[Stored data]

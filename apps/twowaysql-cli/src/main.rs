//! twowaysql-cli - render a two-way SQL template against JSON parameters.
//!
//! # Usage
//!
//! ```text
//! twowaysql-cli member.sql --params pmb.json --type-name MemberPmb --dialect postgres
//! ```
//!
//! Prints `{"sql": ..., "boundValues": [...]}` as pretty JSON on stdout.
//! Logs go to stderr.
//!
//! # Environment Variables
//!
//! | Variable | Default | Description |
//! |----------|---------|-------------|
//! | `TWOWAYSQL_DIALECT` | `standard` | Target dialect (`--dialect` wins) |
//! | `TWOWAYSQL_NULL_POLICY` | `skip` | Null bind handling (`--null-policy` wins) |
//! | `TWOWAYSQL_IN_CLAUSE_MAX_SIZE` | *(dialect)* | In-clause size limit |
//! | `TWOWAYSQL_ROOT_ALIAS` | `pmb` | Parameter object alias in expressions |
//! | `LOG_LEVEL` | `info` | Log level filter |
//! | `RUST_LOG` | *(unset)* | Fine-grained tracing filter (overrides `LOG_LEVEL`) |

use std::path::PathBuf;

use anyhow::{Context, Result};
use clap::Parser;
use serde::Serialize;
use tracing::{debug, info};
use tracing_subscriber::EnvFilter;
use twowaysql_core::{DialectKind, EngineConfig, NullPolicy};
use twowaysql_model::{BoundSql, ParameterObject};
use twowaysql_template::TwoWaySqlEngine;

#[derive(Debug, Parser)]
#[command(name = "twowaysql-cli")]
#[command(author, version, about = "Render a two-way SQL template", long_about = None)]
struct Cli {
    /// Template file
    template: PathBuf,

    /// JSON file holding the parameter object properties
    #[arg(long)]
    params: Option<PathBuf>,

    /// Parameter object type name used in error messages
    #[arg(long, default_value = twowaysql_model::parameter::DEFAULT_TYPE_NAME)]
    type_name: String,

    /// Target dialect: standard, postgres, mysql or oracle
    #[arg(long)]
    dialect: Option<DialectKind>,

    /// Null bind handling: skip or reject
    #[arg(long)]
    null_policy: Option<NullPolicy>,

    /// Also print the SQL with literals substituted (for reading only)
    #[arg(long)]
    inline: bool,
}

#[derive(Debug, Serialize)]
#[serde(rename_all = "camelCase")]
struct Output {
    #[serde(flatten)]
    bound: BoundSql,
    #[serde(skip_serializing_if = "Option::is_none")]
    inline_sql: Option<String>,
}

/// Initialize the tracing subscriber.
///
/// Uses `RUST_LOG` if set, otherwise falls back to the `LOG_LEVEL` config value.
fn init_tracing(log_level: &str) -> Result<()> {
    let filter = if std::env::var("RUST_LOG").is_ok() {
        EnvFilter::from_default_env()
    } else {
        EnvFilter::try_new(log_level)
            .with_context(|| format!("invalid log level filter: {log_level}"))?
    };

    tracing_subscriber::fmt()
        .with_env_filter(filter)
        .with_target(true)
        .with_writer(std::io::stderr)
        .init();

    Ok(())
}

fn load_parameters(cli: &Cli) -> Result<ParameterObject> {
    let Some(path) = &cli.params else {
        return Ok(ParameterObject::new(cli.type_name.clone()));
    };
    let json = std::fs::read_to_string(path)
        .with_context(|| format!("failed to read parameters from {}", path.display()))?;
    ParameterObject::from_json_str(cli.type_name.clone(), &json)
        .with_context(|| format!("invalid parameter JSON in {}", path.display()))
}

fn main() -> Result<()> {
    let cli = Cli::parse();

    let mut config = EngineConfig::from_env();
    if let Some(dialect) = cli.dialect {
        config.dialect = dialect;
    }
    if let Some(policy) = cli.null_policy {
        config.null_policy = policy;
    }
    init_tracing(&config.log_level)?;

    let template = std::fs::read_to_string(&cli.template)
        .with_context(|| format!("failed to read template {}", cli.template.display()))?;
    let parameters = load_parameters(&cli)?;
    debug!(
        properties = parameters.properties.len(),
        type_name = %parameters.type_name,
        "loaded parameters"
    );

    let engine = TwoWaySqlEngine::new(config);
    info!(dialect = engine.dialect().name(), template = %cli.template.display(), "rendering template");
    let bound = engine
        .render(&template, &parameters)
        .with_context(|| format!("failed to render {}", cli.template.display()))?;

    let inline_sql = cli.inline.then(|| engine.dialect().inline_sql(&bound));
    let output = Output { bound, inline_sql };
    let json = serde_json::to_string_pretty(&output).context("failed to serialize output")?;
    println!("{json}");

    Ok(())
}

■ **Required action**
Recopy the entries above in their entirety, exactly.

■ **Worked solution**
filename apps/twowaysql-cli/src/main.rs
//! twowaysql-cli - render a two-way SQL template against JSON parameters.
//!
//! # Usage
//!
//! ```text
//! twowaysql-cli member.sql --params pmb.json --type-name MemberPmb --dialect postgres
//! ```
//!
//! Prints `{"sql": ..., "boundValues": [...]}` as pretty JSON on stdout.
//! Logs go to stderr.
//!
//! # Environment Variables
//!
//! | Variable | Default | Description |
//! |----------|---------|-------------|
//! | `TWOWAYSQL_DIALECT` | `standard` | Target dialect (`--dialect` wins) |
//! | `TWOWAYSQL_NULL_POLICY` | `skip` | Null bind handling (`--null-policy` wins) |
//! | `TWOWAYSQL_IN_CLAUSE_MAX_SIZE` | *(dialect)* | In-clause size limit |
//! | `TWOWAYSQL_ROOT_ALIAS` | `pmb` | Parameter object alias in expressions |
//! | `LOG_LEVEL` | `info` | Log level filter |
//! | `RUST_LOG` | *(unset)* | Fine-grained tracing filter (overrides `LOG_LEVEL`) |

use std::path::PathBuf;

use anyhow::{Context, Result};
use clap::Parser;
use serde::Serialize;
use tracing::{debug, info};
use tracing_subscriber::EnvFilter;
use twowaysql_core::{DialectKind, EngineConfig, NullPolicy};
use twowaysql_model::{BoundSql, ParameterObject};
use twowaysql_template::TwoWaySqlEngine;

#[derive(Debug, Parser)]
#[command(name = "twowaysql-cli")]
#[command(author, version, about = "Render a two-way SQL template", long_about = None)]
struct Cli {
    /// Template file
    template: PathBuf,

    /// JSON file holding the parameter object properties
    #[arg(long)]
    params: Option<PathBuf>,

    /// Parameter object type name used in error messages
    #[arg(long, default_value = twowaysql_model::parameter::DEFAULT_TYPE_NAME)]
    type_name: String,

    /// Target dialect: standard, postgres, mysql or oracle
    #[arg(long)]
    dialect: Option<DialectKind>,

    /// Null bind handling: skip or reject
    #[arg(long)]
    null_policy: Option<NullPolicy>,

    /// Also print the SQL with literals substituted (for reading only)
    #[arg(long)]
    inline: bool,
}

#[derive(Debug, Serialize)]
#[serde(rename_all = "camelCase")]
struct Output {
    #[serde(flatten)]
    bound: BoundSql,
    #[serde(skip_serializing_if = "Option::is_none")]
    inline_sql: Option<String>,
}

/// Initialize the tracing subscriber.
///
/// Uses `RUST_LOG` if set, otherwise falls back to the `LOG_LEVEL` config value.
fn init_tracing(log_level: &str) -> Result<()> {
    let filter = if std::env::var("RUST_LOG").is_ok() {
        EnvFilter::from_default_env()
    } else {
        EnvFilter::try_new(log_level)
            .with_context(|| format!("invalid log level filter: {log_level}"))?
    };

    tracing_subscriber::fmt()
        .with_env_filter(filter)
        .with_target(true)
        .with_writer(std::io::stderr)
        .init();

    Ok(())
}

fn load_parameters(cli: &Cli) -> Result<ParameterObject> {
    let Some(path) = &cli.params else {
        return Ok(ParameterObject::new(cli.type_name.clone()));
    };
    let json = std::fs::read_to_string(path)
        .with_context(|| format!("failed to read parameters from {}", path.display()))?;
    ParameterObject::from_json_str(cli.type_name.clone(), &json)
        .with_context(|| format!("invalid parameter JSON in {}", path.display()))
}

fn main() -> Result<()> {
    let cli = Cli::parse();

    let mut config = EngineConfig::from_env();
    if let Some(dialect) = cli.dialect {
        config.dialect = dialect;
    }
    if let Some(policy) = cli.null_policy {
        config.null_policy = policy;
    }
    init_tracing(&config.log_level)?;

    let template = std::fs::read_to_string(&cli.template)
        .with_context(|| format!("failed to read template {}", cli.template.display()))?;
    let parameters = load_parameters(&cli)?;
    debug!(
        properties = parameters.properties.len(),
        type_name = %parameters.type_name,
        "loaded parameters"
    );

    let engine = TwoWaySqlEngine::new(config);
    info!(dialect = engine.dialect().name(), template = %cli.template.display(), "rendering template");
    let bound = engine
        .render(&template, &parameters)
        .with_context(|| format!("failed to render {}", cli.template.display()))?;

    let inline_sql = cli.inline.then(|| engine.dialect().inline_sql(&bound));
    let output = Output { bound, inline_sql };
    let json = serde_json::to_string_pretty(&output).context("failed to serialize output")?;
    println!("{json}");

    Ok(())
}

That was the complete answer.